The lines from the first line of the entries through the line containing "pub trait ObjectStorage: Send" are to be repeated exactly, with both of those lines included.
§ §
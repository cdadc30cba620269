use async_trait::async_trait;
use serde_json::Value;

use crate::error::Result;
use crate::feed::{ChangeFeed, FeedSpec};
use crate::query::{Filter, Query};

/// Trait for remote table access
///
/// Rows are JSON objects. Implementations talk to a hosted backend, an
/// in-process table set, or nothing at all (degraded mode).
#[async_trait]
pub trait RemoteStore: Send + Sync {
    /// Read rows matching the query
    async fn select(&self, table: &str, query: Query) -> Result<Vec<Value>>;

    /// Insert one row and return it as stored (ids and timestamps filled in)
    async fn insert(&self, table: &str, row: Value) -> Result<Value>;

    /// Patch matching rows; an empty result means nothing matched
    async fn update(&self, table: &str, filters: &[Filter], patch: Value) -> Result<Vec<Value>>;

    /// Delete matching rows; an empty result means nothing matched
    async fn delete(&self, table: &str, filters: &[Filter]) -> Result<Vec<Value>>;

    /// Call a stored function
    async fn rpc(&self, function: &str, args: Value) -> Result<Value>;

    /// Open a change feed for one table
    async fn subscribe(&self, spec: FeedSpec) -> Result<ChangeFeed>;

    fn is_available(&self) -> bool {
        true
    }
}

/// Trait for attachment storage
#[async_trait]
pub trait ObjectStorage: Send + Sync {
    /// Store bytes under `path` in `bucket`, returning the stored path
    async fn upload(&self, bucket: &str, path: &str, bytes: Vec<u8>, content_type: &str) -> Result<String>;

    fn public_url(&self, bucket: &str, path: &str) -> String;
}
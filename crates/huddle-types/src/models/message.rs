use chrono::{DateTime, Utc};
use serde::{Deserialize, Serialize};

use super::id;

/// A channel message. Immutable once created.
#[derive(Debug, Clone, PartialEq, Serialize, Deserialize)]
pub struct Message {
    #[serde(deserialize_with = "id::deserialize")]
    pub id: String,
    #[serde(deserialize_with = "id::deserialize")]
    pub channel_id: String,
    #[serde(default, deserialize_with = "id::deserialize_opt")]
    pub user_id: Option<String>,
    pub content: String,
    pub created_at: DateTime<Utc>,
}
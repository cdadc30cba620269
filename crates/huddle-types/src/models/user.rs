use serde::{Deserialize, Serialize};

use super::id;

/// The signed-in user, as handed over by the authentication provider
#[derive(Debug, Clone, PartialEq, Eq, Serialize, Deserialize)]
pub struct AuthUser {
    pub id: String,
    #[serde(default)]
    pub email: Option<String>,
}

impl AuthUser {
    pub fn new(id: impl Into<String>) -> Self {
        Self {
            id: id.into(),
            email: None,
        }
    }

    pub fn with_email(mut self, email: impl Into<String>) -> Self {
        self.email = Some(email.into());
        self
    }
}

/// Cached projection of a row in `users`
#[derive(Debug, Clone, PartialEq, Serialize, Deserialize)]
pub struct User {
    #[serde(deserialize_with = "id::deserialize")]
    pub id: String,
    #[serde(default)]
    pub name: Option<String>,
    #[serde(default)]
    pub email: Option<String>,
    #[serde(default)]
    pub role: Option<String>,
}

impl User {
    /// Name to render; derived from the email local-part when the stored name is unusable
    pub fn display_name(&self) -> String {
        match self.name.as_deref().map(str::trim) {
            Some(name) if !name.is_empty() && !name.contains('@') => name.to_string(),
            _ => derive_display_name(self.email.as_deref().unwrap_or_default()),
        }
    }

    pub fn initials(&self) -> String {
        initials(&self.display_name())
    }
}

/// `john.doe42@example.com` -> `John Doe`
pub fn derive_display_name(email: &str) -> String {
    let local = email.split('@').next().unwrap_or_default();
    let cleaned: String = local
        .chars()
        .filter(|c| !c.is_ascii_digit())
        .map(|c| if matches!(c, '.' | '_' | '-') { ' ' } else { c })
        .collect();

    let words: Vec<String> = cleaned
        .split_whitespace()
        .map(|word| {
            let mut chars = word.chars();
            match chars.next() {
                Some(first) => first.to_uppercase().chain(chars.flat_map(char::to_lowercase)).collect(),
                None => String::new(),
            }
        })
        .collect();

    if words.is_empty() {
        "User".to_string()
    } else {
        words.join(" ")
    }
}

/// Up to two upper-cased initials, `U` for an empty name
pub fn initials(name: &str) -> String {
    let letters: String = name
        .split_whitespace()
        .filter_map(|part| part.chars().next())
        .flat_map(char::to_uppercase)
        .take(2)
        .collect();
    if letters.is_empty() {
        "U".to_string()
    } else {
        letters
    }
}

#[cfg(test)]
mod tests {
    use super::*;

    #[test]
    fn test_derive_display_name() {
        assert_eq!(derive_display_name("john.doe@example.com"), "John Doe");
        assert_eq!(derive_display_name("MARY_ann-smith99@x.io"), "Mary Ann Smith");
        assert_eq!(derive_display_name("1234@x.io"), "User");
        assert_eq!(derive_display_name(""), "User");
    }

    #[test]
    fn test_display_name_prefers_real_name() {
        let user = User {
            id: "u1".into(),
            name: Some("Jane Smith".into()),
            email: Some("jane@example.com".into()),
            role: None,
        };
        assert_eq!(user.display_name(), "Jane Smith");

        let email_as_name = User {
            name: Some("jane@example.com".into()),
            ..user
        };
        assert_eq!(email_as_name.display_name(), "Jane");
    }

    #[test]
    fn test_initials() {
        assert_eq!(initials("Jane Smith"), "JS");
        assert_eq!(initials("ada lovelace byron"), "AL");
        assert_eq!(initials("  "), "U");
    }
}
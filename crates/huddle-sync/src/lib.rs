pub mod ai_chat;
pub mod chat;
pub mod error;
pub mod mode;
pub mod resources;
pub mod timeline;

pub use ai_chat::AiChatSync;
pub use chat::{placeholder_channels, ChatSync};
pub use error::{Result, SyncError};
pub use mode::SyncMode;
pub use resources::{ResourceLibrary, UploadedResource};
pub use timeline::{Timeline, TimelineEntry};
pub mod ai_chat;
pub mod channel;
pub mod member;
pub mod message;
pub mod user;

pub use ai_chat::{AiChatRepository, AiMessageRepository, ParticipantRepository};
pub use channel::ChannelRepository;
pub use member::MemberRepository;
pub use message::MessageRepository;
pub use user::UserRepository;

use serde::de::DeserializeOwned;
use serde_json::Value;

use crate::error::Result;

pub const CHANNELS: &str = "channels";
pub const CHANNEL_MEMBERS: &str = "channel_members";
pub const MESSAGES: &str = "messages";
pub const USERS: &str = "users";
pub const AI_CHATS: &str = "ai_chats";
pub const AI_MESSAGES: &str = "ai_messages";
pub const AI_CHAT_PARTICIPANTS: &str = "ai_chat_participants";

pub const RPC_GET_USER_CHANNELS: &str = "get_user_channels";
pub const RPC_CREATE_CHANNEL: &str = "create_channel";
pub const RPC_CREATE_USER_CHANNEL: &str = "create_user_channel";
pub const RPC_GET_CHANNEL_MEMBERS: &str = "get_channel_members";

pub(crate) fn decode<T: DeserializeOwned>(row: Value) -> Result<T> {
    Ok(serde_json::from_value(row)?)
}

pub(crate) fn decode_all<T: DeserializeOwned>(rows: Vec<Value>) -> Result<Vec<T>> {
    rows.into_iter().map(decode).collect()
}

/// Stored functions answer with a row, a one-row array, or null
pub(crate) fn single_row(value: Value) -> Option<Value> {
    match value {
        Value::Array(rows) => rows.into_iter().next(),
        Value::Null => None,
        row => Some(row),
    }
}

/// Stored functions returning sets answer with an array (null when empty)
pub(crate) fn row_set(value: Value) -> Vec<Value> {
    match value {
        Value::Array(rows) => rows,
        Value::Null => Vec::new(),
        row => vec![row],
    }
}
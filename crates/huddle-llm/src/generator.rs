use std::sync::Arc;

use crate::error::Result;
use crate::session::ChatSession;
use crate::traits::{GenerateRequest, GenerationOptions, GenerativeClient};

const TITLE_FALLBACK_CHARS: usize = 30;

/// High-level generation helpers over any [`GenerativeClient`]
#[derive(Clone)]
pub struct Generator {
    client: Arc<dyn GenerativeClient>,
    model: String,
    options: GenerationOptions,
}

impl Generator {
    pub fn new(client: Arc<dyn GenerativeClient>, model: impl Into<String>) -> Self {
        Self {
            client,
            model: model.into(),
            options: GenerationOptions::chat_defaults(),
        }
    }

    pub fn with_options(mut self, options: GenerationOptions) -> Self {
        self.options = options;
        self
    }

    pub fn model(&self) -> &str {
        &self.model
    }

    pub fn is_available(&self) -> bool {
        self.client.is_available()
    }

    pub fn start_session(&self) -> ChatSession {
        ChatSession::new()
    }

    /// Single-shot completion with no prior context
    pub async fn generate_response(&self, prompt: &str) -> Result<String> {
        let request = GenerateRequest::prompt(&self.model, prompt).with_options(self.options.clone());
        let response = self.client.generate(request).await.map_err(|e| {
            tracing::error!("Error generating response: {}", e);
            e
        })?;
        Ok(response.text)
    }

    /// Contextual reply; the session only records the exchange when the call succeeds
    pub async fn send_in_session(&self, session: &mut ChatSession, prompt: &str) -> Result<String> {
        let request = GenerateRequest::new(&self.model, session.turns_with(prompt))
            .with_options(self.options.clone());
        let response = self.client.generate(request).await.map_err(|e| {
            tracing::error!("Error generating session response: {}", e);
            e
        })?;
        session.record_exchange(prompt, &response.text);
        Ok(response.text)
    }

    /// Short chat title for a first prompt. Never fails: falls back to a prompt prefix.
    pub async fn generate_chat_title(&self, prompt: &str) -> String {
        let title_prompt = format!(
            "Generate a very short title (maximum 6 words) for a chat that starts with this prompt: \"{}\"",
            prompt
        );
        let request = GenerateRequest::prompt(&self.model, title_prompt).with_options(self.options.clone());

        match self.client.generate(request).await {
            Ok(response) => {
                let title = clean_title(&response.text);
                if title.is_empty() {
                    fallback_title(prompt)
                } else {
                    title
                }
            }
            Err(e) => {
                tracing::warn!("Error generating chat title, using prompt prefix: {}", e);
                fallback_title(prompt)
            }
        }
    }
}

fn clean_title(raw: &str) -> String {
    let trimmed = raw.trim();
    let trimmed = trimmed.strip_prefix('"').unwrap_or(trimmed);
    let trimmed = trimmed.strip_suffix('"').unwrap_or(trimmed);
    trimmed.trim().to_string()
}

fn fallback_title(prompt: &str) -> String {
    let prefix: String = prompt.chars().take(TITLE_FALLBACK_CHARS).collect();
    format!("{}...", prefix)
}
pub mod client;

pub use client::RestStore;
§ §
Task result:
repository cdadc30cba620269
use async_trait::async_trait;
use serde_json::Value;

use crate::error::Result;
use crate::feed::{ChangeFeed, FeedSpec};
use crate::query::{Filter, Query};

/// Trait for remote table access
///
/// Rows are JSON objects. Implementations talk to a hosted backend, an
/// in-process table set, or nothing at all (degraded mode).
#[async_trait]
pub trait RemoteStore: Send + Sync {
    /// Read rows matching the query
    async fn select(&self, table: &str, query: Query) -> Result<Vec<Value>>;

    /// Insert one row and return it as stored (ids and timestamps filled in)
    async fn insert(&self, table: &str, row: Value) -> Result<Value>;

    /// Patch matching rows; an empty result means nothing matched
    async fn update(&self, table: &str, filters: &[Filter], patch: Value) -> Result<Vec<Value>>;

    /// Delete matching rows; an empty result means nothing matched
    async fn delete(&self, table: &str, filters: &[Filter]) -> Result<Vec<Value>>;

    /// Call a stored function
    async fn rpc(&self, function: &str, args: Value) -> Result<Value>;

    /// Open a change feed for one table
    async fn subscribe(&self, spec: FeedSpec) -> Result<ChangeFeed>;

    fn is_available(&self) -> bool {
        true
    }
}

/// Trait for attachment storage
#[async_trait]
pub trait ObjectStorage: Send + Sync {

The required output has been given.